Wilbur Ball, MCC’s founding president, remembered for vision, planning
Friends and associates remembered Wilbur Ball, McLennan Community College’s founding president, as a visionary whose planning and concern for students and community laid the groundwork for the 56-year-old college. Ball died Wednesday morning after an extended illness. He was 93.
In his 23 years as MCC’s president, Ball shaped the college, from its physical layout to its programming for students and the community, MCC President Johnette McKown said.
“He laid the foundation for the college, and building a college from the ground up has to be hard,” McKown said. “He also had an expectation of excellence and caring for students that continues today.”
Ball
Born Sept. 30, 1928, to Arthur Lee Ball and Dolly Dorsey Ball in Berclair, Texas, Ball moved into education as a career after service in the Army Air Corps and an education degree from the University of Texas, where he later returned for a doctorate, according to a biography provided by MCC.
Starting as a high school English and Spanish teacher, he shifted into educational administration starting at Del Mar College in Corpus Christi. He married LaWanda Gersbach in 1962 and the couple later moved to Wharton where he worked as vice president and dean of Wharton County Junior College. In 1965, he signed on as president of the fledgling McLennan Community College, then meeting on the former James Connally Air Force Base where Texas State Technical College now resides.
Six months after his hiring, more than 800 students were enrolled in MCC’s first classes, according to the MCC biography. Ball then led the move to the school’s existing campus centered on a wooded hilltop in North Waco and was instrumental in its design and layout. That design, with architect Hal Stringer, moved roads and parking spaces to the campus perimeter, leaving a tree-shaded center of campus.
Dennis Michaelis, who followed Ball as president in 1988 after serving as president of Paris Junior College, said Ball’s ability to look into the future was remarkable.
“He was hired when everything at MCC was just hills and trees. … How do you walk on a piece of property that big and envision what it can become? It’s kind of mind-blowing,” Michaelis said.
Ball hired the college’s first faculty and with the school’s board of trustees set the framework for what the college would offer both students and its community, which included fine arts and athletics, programs that not every Texas community college offered, McKown said.
Al Pollard was hired as dean of workforce education in 1973 and served until Ball’s retirement as president. He said Ball was a “master planner” with a strong sense of providing education for the community, whether job training or continuing education, both of which Pollard oversaw, first as dean and then as vice president for program development.
MCC was the first Texas community college to put “community” in its name, and that was intentional, Pollard said. Ball and his staff also worked for diversity not only in the students MCC served, but in its faculty and staff, he said.
Paul Holder, one of the college’s longtime faculty members, said Ball was a leader with a concern for his college and community alike.
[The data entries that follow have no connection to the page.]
use std::sync::Arc;

use rusqlite::types::Value;

/// One result row in storage representation.
///
/// Every row of a result shares the same column-name list.
#[derive(Debug, Clone, PartialEq)]
pub struct Row {
    pub column_names: Arc<Vec<String>>,
    /// Cells in column order.
    pub values: Vec<Value>,
}

impl Row {
    #[must_use]
    pub fn new(column_names: Arc<Vec<String>>, values: Vec<Value>) -> Self {
        Self {
            column_names,
            values,
        }
    }

    /// Position of `name` among the result columns; the first match wins on duplicates.
    #[must_use]
    pub fn column_index(&self, name: &str) -> Option<usize> {
        self.column_names.iter().position(|column| column == name)
    }

    /// Cell for column `name`, or `None` if the result has no such column.
    #[must_use]
    pub fn get(&self, name: &str) -> Option<&Value> {
        self.column_index(name).and_then(|idx| self.values.get(idx))
    }

    #[must_use]
    pub fn get_by_index(&self, index: usize) -> Option<&Value> {
        self.values.get(index)
    }

    #[must_use]
    pub fn len(&self) -> usize {
        self.values.len()
    }

    #[must_use]
    pub fn is_empty(&self) -> bool {
        self.values.is_empty()
    }

    /// `(column, cell)` pairs in column order.
    pub fn into_pairs(self) -> impl Iterator<Item = (String, Value)> {
        let names = self.column_names;
        self.values
            .into_iter()
            .zip(0..)
            .map(move |(value, idx)| (names.get(idx).cloned().unwrap_or_default(), value))
    }
}
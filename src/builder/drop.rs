use std::sync::Arc;

use crate::adapter::SqliteAdapter;
use crate::error::SqliteAdapterError;
use crate::schema::{Model, Schema};

/// `DROP TABLE IF EXISTS` builder.
pub struct DropTable<'s, M: Model> {
    schema: &'s Schema<M>,
    adapter: Arc<SqliteAdapter>,
}

impl<'s, M: Model> DropTable<'s, M> {
    pub(crate) fn new(schema: &'s Schema<M>) -> Self {
        Self {
            schema,
            adapter: Arc::clone(schema.adapter()),
        }
    }

    #[must_use]
    pub fn render(&self) -> String {
        format!("DROP TABLE IF EXISTS {};", self.schema.name())
    }

    /// # Errors
    /// Returns `DatabaseNotConnected` or the engine error.
    pub async fn execute(&self) -> Result<(), SqliteAdapterError> {
        let sql = self.render();
        tracing::debug!(sql = %sql, "drop table");
        self.adapter.run(&sql, Vec::new()).await
    }
}

impl<M: Model> std::fmt::Debug for DropTable<'_, M> {
    fn fmt(&self, f: &mut std::fmt::Formatter<'_>) -> std::fmt::Result {
        f.debug_struct("DropTable")
            .field("table", &self.schema.name())
            .finish()
    }
}

#[cfg(test)]
mod tests {
    use super::*;
    use crate::schema::Record;

    #[test]
    fn renders_guarded_drop() {
        let schema: Schema<Record> =
            Schema::new("sessions", Vec::new(), Arc::new(SqliteAdapter::new(":memory:")));
        assert_eq!(
            DropTable::new(&schema).render(),
            "DROP TABLE IF EXISTS sessions;"
        );
    }
}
“So many owe so much to the institution. Dr Ball was not tall in stature, but so tall in character, intellect and his concern for the people of this area that my 6’6 frame would be covered by his shadow,” Holder wrote in a statement.
MCC named what would become one of the college’s most used and community-facing buildings after him, the Ball Performing Arts Center.
McKown said Ball’s concern to make college affordable, provide educational excellence and offer a broad experience for students has continued in the decades since he retired.
After retirement, Ball and his wife continued to live in the area and remain active in the Waco community, tending to his ranch with periodic travels to Central and South America and Europe.
The community college that Ball helped get off the ground now has an enrollment 10 times the school’s initial enrollment, with extensive class offerings, degree plans and collaborations with four-year institutions Texas Tech University and Tarleton State University.
“MCC wouldn’t be what it was without him. The college is his legacy,” said Bob Sheehy Jr., a longtime former MCC trustee whose late father and former Waco Mayor Bob Sheehy was a personal friend of Ball’s and worked with him on several community projects. “He gave MCC an identity.”
McKown said Ball periodically called her and encouraged her in her work as president. She said she is reminded most of Ball’s work at each graduation ceremony, where she sees a broad, diverse group of graduates receiving their degrees.
“It means the most to me at graduation, when I think about what the opportunities where in 1965,” she said. “They were much less than they are now.”
Details about visitation in Waco and graveside services at St. John Lutheran Church in Bartlett are pending.
Memorial gifts may be made to the McLennan Community College Foundation.